Leav’s universe in Sad Girls is littered to downright filth with stereotypes of fiction-writing: there is a tight-knit group of three friends, one of whom is “naturally” the nurturing type, one the pensive type, and one the brash, unthinking type, and that’s all they are, respectively. There is a boyfriend whom the protagonist doesn’t love, and a “dark, brooding” guy with whom she cheats on said boyfriend.

Our protagonist, Audrey Field, by the way, is the most unappealing fictional character I have encountered in a long, long time. Not that Leav’s fiction is the kind of fiction I would ever pick up. But characters like Audrey Field are precisely the reason why. Audrey commits a mistake at the beginning of the narrative, and I had expected that across the novel, I would grow to understand why Audrey did what she did. By the end of the novel, all I ended up doing was loathing Audrey. The mistake she commits is such a bizarre one that it immediately precludes any possibility of empathy.

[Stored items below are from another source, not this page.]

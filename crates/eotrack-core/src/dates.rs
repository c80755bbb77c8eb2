use chrono::NaiveDate;

/// Date formats the source has been observed to emit, tried in order.
const DATE_FORMATS: &[&str] = &[
    "%Y-%m-%d",   // 2025-04-08
    "%m/%d/%Y",   // 04/08/2025
    "%B %d, %Y",  // April 8, 2025
    "%b %d, %Y",  // Apr 8, 2025
    "%d %B %Y",   // 8 April 2025
    "%d %b %Y",   // 8 Apr 2025
    "%Y/%m/%d",   // 2025/04/08
    "%d-%B-%Y",   // 8-April-2025
    "%d-%b-%Y",   // 8-Apr-2025
    "%d-%B-%y",   // 8-April-25
    "%d-%b-%y",   // 8-Apr-25
    "%m-%d-%Y",   // 04-08-2025
    "%m.%d.%Y",   // 04.08.2025
];

/// Parse a date string against the accepted calendar formats.
///
/// Returns `None` for blank input or anything no format matches.
pub fn parse_date(raw: &str) -> Option<NaiveDate> {
    let trimmed = raw.trim();
    if trimmed.is_empty() {
        return None;
    }
    DATE_FORMATS
        .iter()
        .find_map(|fmt| NaiveDate::parse_from_str(trimmed, fmt).ok())
}

/// Sort records newest date first; records without a parseable date sort last.
///
/// The sort is stable, so relative order within equal dates (and within the
/// unparseable tail) is preserved.
pub fn sort_newest_first<T>(items: &mut [T], date_of: impl Fn(&T) -> Option<&str>) {
    items.sort_by_key(|item| {
        std::cmp::Reverse(date_of(item).and_then(parse_date))
    });
}
//! CDP driver backed by chromiumoxide.

use super::{ElementHandle, ElementState, PageDriver, Screenshot};
use crate::browser::BrowserConfig;
use crate::locator::{js_str, Selector};
use crate::result::{ProbeError, ProbeResult};
use async_trait::async_trait;
use chromiumoxide::browser::{Browser as CdpBrowser, BrowserConfig as CdpConfig};
use chromiumoxide::cdp::browser_protocol::input::InsertTextParams;
use chromiumoxide::cdp::browser_protocol::page::{
    CaptureScreenshotFormat, CaptureScreenshotParams,
};
use chromiumoxide::cdp::js_protocol::runtime::EvaluateParams;
use chromiumoxide::layout::Point;
use chromiumoxide::page::Page as CdpPage;
use futures::StreamExt;
use serde::de::DeserializeOwned;
use serde::Deserialize;
use tracing::debug;

/// Result of hit-testing an element before a native click
#[derive(Debug, Deserialize)]
struct HitTest {
    state: String,
    #[serde(default)]
    x: f64,
    #[serde(default)]
    y: f64,
    #[serde(default)]
    tag: String,
}

#[derive(Debug, Deserialize)]
struct AttributeValue {
    value: Option<String>,
}

/// Page driver with a real CDP connection
#[derive(Debug)]
pub struct ChromiumDriver {
    browser: CdpBrowser,
    page: CdpPage,
    handle: tokio::task::JoinHandle<()>,
    closed: bool,
}

impl ChromiumDriver {
    /// Launch a browser and open one blank page
    ///
    /// # Errors
    ///
    /// Returns error if the browser cannot be launched
    pub async fn launch(config: &BrowserConfig) -> ProbeResult<Self> {
        let mut builder = CdpConfig::builder()
            .window_size(config.window_width, config.window_height)
            .request_timeout(config.request_timeout);

        if !config.headless {
            builder = builder.with_head();
        }

        if !config.sandbox {
            builder = builder.no_sandbox();
        }

        if let Some(ref path) = config.chromium_path {
            builder = builder.chrome_executable(path);
        }

        for arg in config.launch_args() {
            builder = builder.arg(arg);
        }

        let cdp_config = builder
            .build()
            .map_err(|message| ProbeError::BrowserLaunch { message })?;

        let (browser, mut handler) =
            CdpBrowser::launch(cdp_config)
                .await
                .map_err(|e| ProbeError::BrowserLaunch {
                    message: e.to_string(),
                })?;

        let handle = tokio::spawn(async move {
            while let Some(h) = handler.next().await {
                if h.is_err() {
                    break;
                }
            }
        });

        let page = browser
            .new_page("about:blank")
            .await
            .map_err(|e| ProbeError::BrowserLaunch {
                message: e.to_string(),
            })?;

        debug!(headless = config.headless, "browser launched");

        Ok(Self {
            browser,
            page,
            handle,
            closed: false,
        })
    }

    fn ensure_open(&self) -> ProbeResult<()> {
        if self.closed {
            Err(ProbeError::SessionClosed)
        } else {
            Ok(())
        }
    }

    async fn eval_raw(&self, expr: &str) -> ProbeResult<serde_json::Value> {
        self.ensure_open()?;
        let params = EvaluateParams::builder()
            .expression(expr)
            .return_by_value(true)
            .await_promise(true)
            .build()
            .map_err(ProbeError::script)?;
        let result = self
            .page
            .evaluate_expression(params)
            .await
            .map_err(|e| ProbeError::script(e.to_string()))?;
        Ok(result.value().cloned().unwrap_or(serde_json::Value::Null))
    }

    async fn eval<T: DeserializeOwned>(&self, expr: &str) -> ProbeResult<T> {
        let value = self.eval_raw(expr).await?;
        serde_json::from_value(value).map_err(|e| ProbeError::script(e.to_string()))
    }

    /// Evaluate `body` with `el` bound to the handle's element; `null` when stale
    async fn eval_on<T: DeserializeOwned>(
        &self,
        handle: &ElementHandle,
        body: &str,
    ) -> ProbeResult<T> {
        let expr = format!(
            "(() => {{ const el = {}; if (!el) return null; {body} }})()",
            handle.selector.to_nth_query(handle.index)
        );
        let value: Option<T> = self.eval(&expr).await?;
        value.ok_or_else(|| stale(handle))
    }
}

fn stale(handle: &ElementHandle) -> ProbeError {
    ProbeError::StaleElement {
        selector: handle.selector.to_string(),
        index: handle.index,
    }
}

const VISIBILITY_JS: &str = "const r = el.getBoundingClientRect(); const s = getComputedStyle(el); \
     const visible = r.width > 0 && r.height > 0 && s.visibility !== 'hidden' && s.display !== 'none'; \
     const enabled = !el.disabled && el.getAttribute('aria-disabled') !== 'true';";

#[async_trait]
impl PageDriver for ChromiumDriver {
    async fn navigate(&mut self, url: &str) -> ProbeResult<()> {
        self.ensure_open()?;
        debug!(url, "navigate");
        self.page
            .goto(url)
            .await
            .map_err(|e| ProbeError::Navigation {
                url: url.to_string(),
                message: e.to_string(),
            })?;
        Ok(())
    }

    async fn back(&mut self) -> ProbeResult<()> {
        debug!("history back");
        self.eval_raw("history.back()").await.map(|_| ())
    }

    async fn current_url(&self) -> ProbeResult<String> {
        self.ensure_open()?;
        let url = self
            .page
            .url()
            .await
            .map_err(|e| ProbeError::script(e.to_string()))?;
        Ok(url.unwrap_or_default())
    }

    async fn title(&self) -> ProbeResult<String> {
        self.ensure_open()?;
        let title = self
            .page
            .get_title()
            .await
            .map_err(|e| ProbeError::script(e.to_string()))?;
        Ok(title.unwrap_or_default())
    }

    async fn ready_state(&self) -> ProbeResult<String> {
        self.eval("document.readyState").await
    }

    async fn find_all(&self, selector: &Selector) -> ProbeResult<Vec<ElementHandle>> {
        let count: usize = self.eval(&selector.to_count_query()).await?;
        Ok((0..count)
            .map(|i| ElementHandle::new(selector.clone(), i))
            .collect())
    }

    async fn element_state(&self, handle: &ElementHandle) -> ProbeResult<ElementState> {
        self.eval_on(
            handle,
            &format!("{VISIBILITY_JS} return {{ visible, enabled }};"),
        )
        .await
    }

    async fn click(&self, handle: &ElementHandle) -> ProbeResult<()> {
        let hit: HitTest = self
            .eval_on(
                handle,
                &format!(
                    "el.scrollIntoView({{ block: 'center', inline: 'center' }}); {VISIBILITY_JS} \
                     if (!visible) return {{ state: 'hidden' }}; \
                     if (!enabled) return {{ state: 'disabled' }}; \
                     const x = r.left + r.width / 2; const y = r.top + r.height / 2; \
                     const top = document.elementFromPoint(x, y); \
                     if (top && top !== el && !el.contains(top) && !top.contains(el)) \
                       return {{ state: 'intercepted', tag: top.tagName.toLowerCase() }}; \
                     return {{ state: 'ok', x, y }};"
                ),
            )
            .await?;

        match hit.state.as_str() {
            "ok" => {
                debug!(%handle, x = hit.x, y = hit.y, "native click");
                self.page
                    .click(Point::new(hit.x, hit.y))
                    .await
                    .map_err(|e| ProbeError::script(e.to_string()))?;
                Ok(())
            }
            "intercepted" => Err(ProbeError::ClickIntercepted {
                selector: handle.selector.to_string(),
                obstructed_by: hit.tag,
            }),
            other => Err(ProbeError::NotInteractable {
                selector: handle.selector.to_string(),
                reason: format!("element is {other}"),
            }),
        }
    }

    async fn script_click(&self, handle: &ElementHandle) -> ProbeResult<()> {
        debug!(%handle, "scripted click");
        self.eval_on::<bool>(handle, "el.click(); return true;")
            .await
            .map(|_| ())
    }

    async fn scroll_into_view(&self, handle: &ElementHandle) -> ProbeResult<()> {
        self.eval_on::<bool>(
            handle,
            "el.scrollIntoView({ block: 'center', inline: 'center' }); return true;",
        )
        .await
        .map(|_| ())
    }

    async fn clear_and_type(&self, handle: &ElementHandle, text: &str) -> ProbeResult<()> {
        let ready: bool = self
            .eval_on(
                handle,
                &format!(
                    "{VISIBILITY_JS} if (!visible || !enabled) return false; \
                     el.focus(); \
                     const proto = Object.getPrototypeOf(el); \
                     const desc = Object.getOwnPropertyDescriptor(proto, 'value'); \
                     if (desc && desc.set) desc.set.call(el, ''); else el.value = ''; \
                     el.dispatchEvent(new Event('input', {{ bubbles: true }})); \
                     return true;"
                ),
            )
            .await?;
        if !ready {
            return Err(ProbeError::NotInteractable {
                selector: handle.selector.to_string(),
                reason: "input cannot receive text".to_string(),
            });
        }
        self.page
            .execute(InsertTextParams::new(text))
            .await
            .map_err(|e| ProbeError::script(e.to_string()))?;
        Ok(())
    }

    async fn text(&self, handle: &ElementHandle) -> ProbeResult<String> {
        self.eval_on(
            handle,
            "return (el.innerText || el.textContent || '').trim();",
        )
        .await
    }

    async fn attribute(&self, handle: &ElementHandle, name: &str) -> ProbeResult<Option<String>> {
        let attr: AttributeValue = self
            .eval_on(
                handle,
                &format!("return {{ value: el.getAttribute({}) }};", js_str(name)),
            )
            .await?;
        Ok(attr.value)
    }

    async fn execute_script(&self, script: &str) -> ProbeResult<serde_json::Value> {
        self.eval_raw(script).await
    }

    async fn body_text(&self) -> ProbeResult<String> {
        self.eval("document.body ? document.body.innerText : ''")
            .await
    }

    async fn screenshot(&self) -> ProbeResult<Screenshot> {
        self.ensure_open()?;
        let params = CaptureScreenshotParams::builder()
            .format(CaptureScreenshotFormat::Png)
            .capture_beyond_viewport(true)
            .build();

        let screenshot = self
            .page
            .execute(params)
            .await
            .map_err(|e| ProbeError::Screenshot {
                message: e.to_string(),
            })?;

        use base64::Engine;
        let data = base64::engine::general_purpose::STANDARD
            .decode(&screenshot.data)
            .map_err(|e| ProbeError::Screenshot {
                message: e.to_string(),
            })?;
        Ok(Screenshot::new(data))
    }

    async fn window_count(&self) -> ProbeResult<usize> {
        self.ensure_open()?;
        let pages = self
            .browser
            .pages()
            .await
            .map_err(|e| ProbeError::script(e.to_string()))?;
        Ok(pages.len())
    }

    async fn close_extra_windows(&mut self) -> ProbeResult<usize> {
        self.ensure_open()?;
        let pages = self
            .browser
            .pages()
            .await
            .map_err(|e| ProbeError::script(e.to_string()))?;
        let main = self.page.target_id().clone();
        let mut closed = 0;
        for page in pages {
            if page.target_id() != &main {
                page.close()
                    .await
                    .map_err(|e| ProbeError::script(e.to_string()))?;
                closed += 1;
            }
        }
        debug!(closed, "closed extra windows");
        Ok(closed)
    }

    async fn quit(&mut self) -> ProbeResult<()> {
        if self.closed {
            return Ok(());
        }
        self.closed = true;
        let result = self.browser.close().await;
        self.handle.abort();
        result.map_err(|e| ProbeError::BrowserLaunch {
            message: format!("close failed: {e}"),
        })?;
        debug!("browser closed");
        Ok(())
    }
}
//! Smoke tests for the siteprobe CLI
//!
//! None of these open a browser.

#![allow(deprecated)] // Command::cargo_bin
#![allow(clippy::expect_used, clippy::unwrap_used)]

use assert_cmd::Command;
use predicates::prelude::*;
use std::fs;
use std::path::PathBuf;
use tempfile::TempDir;

fn siteprobe() -> Command {
    Command::cargo_bin("siteprobe").expect("siteprobe binary should exist")
}

fn shipped_suites() -> PathBuf {
    PathBuf::from(env!("CARGO_MANIFEST_DIR")).join("../../suites/studyleo.yaml")
}

const SMALL: &str = r#"
version: "1.0"
suites:
  - key: home
    name: HomePageTest
    start_url: https://www.studyleo.com/en
    scenarios:
      - name: Apply Now
        actions:
          - { type: click, selector: "button.apply" }
  - key: blogs
    name: BlogsTest
    start_url: https://www.studyleo.com/en/blogs
    sweeps:
      - name: Blog posts
        links: "a[href*='/blogs/']"
        checks:
          - { type: url_contains, fragment: /blogs/ }
"#;

fn write_suites(contents: &str) -> (TempDir, PathBuf) {
    let dir = TempDir::new().unwrap();
    let path = dir.path().join("suites.yaml");
    fs::write(&path, contents).unwrap();
    (dir, path)
}

// ============================================================================
// Basic CLI Tests
// ============================================================================

#[test]
fn test_version_flag() {
    siteprobe()
        .arg("--version")
        .assert()
        .success()
        .stdout(predicate::str::contains("0.3.0"));
}

#[test]
fn test_help_flag() {
    siteprobe()
        .arg("--help")
        .assert()
        .success()
        .stdout(predicate::str::contains("run"))
        .stdout(predicate::str::contains("validate"));
}

#[test]
fn test_no_args_fails() {
    siteprobe().assert().failure();
}

#[test]
fn test_run_help_lists_options() {
    siteprobe()
        .args(["run", "--help"])
        .assert()
        .success()
        .stdout(predicate::str::contains("--suite"))
        .stdout(predicate::str::contains("--shared-browser"));
}

// ============================================================================
// Suite File Tests
// ============================================================================

#[test]
fn test_validate_small_file() {
    let (_dir, path) = write_suites(SMALL);
    siteprobe()
        .args(["validate", "-f"])
        .arg(&path)
        .assert()
        .success()
        .stdout(predicate::str::contains("OK (2 suites, 1 scenarios, 1 sweeps)"));
}

#[test]
fn test_list_small_file() {
    let (_dir, path) = write_suites(SMALL);
    siteprobe()
        .args(["list", "--file"])
        .arg(&path)
        .assert()
        .success()
        .stdout(predicate::str::contains("HomePageTest"))
        .stdout(predicate::str::contains("BlogsTest"));
}

#[test]
fn test_validate_shipped_suites() {
    siteprobe()
        .args(["validate", "-f"])
        .arg(shipped_suites())
        .assert()
        .success()
        .stdout(predicate::str::contains("OK (5 suites"));
}

#[test]
fn test_validate_rejects_bad_version() {
    let (_dir, path) = write_suites(&SMALL.replace("\"1.0\"", "\"2.0\""));
    siteprobe()
        .args(["validate", "-f"])
        .arg(&path)
        .assert()
        .failure()
        .stderr(predicate::str::contains("Configuration error"));
}

#[test]
fn test_missing_file_fails() {
    siteprobe()
        .args(["validate", "-f", "does/not/exist.yaml"])
        .assert()
        .failure()
        .stderr(predicate::str::contains("exist.yaml"));
}

#[test]
fn test_unknown_suite_fails_before_launch() {
    let (_dir, path) = write_suites(SMALL);
    siteprobe()
        .args(["run", "-s", "nope", "-f"])
        .arg(&path)
        .assert()
        .failure()
        .stderr(predicate::str::contains("nope"));
}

Audrey starts a rumour that she saw her classmate Ana having sex with her own father. Towards the end, when asked why she started the rumour, Audrey answers, “Kids say stupid things.” How very convenient. But I will agree with Audrey. She is a kid. She is annoying, cruel, selfish, and incapable of thinking. Lang Leav’s Sad Girls – in addition to her poetry – is rife with people who cannot help but be destructive and, if I’m to be snappy about it, incredibly suburban and white. The instructive side of all this doesn’t go away. Leav’s method of having her characters decidedly make all the wrong decisions has to mean something to her young readers, of whom there are many.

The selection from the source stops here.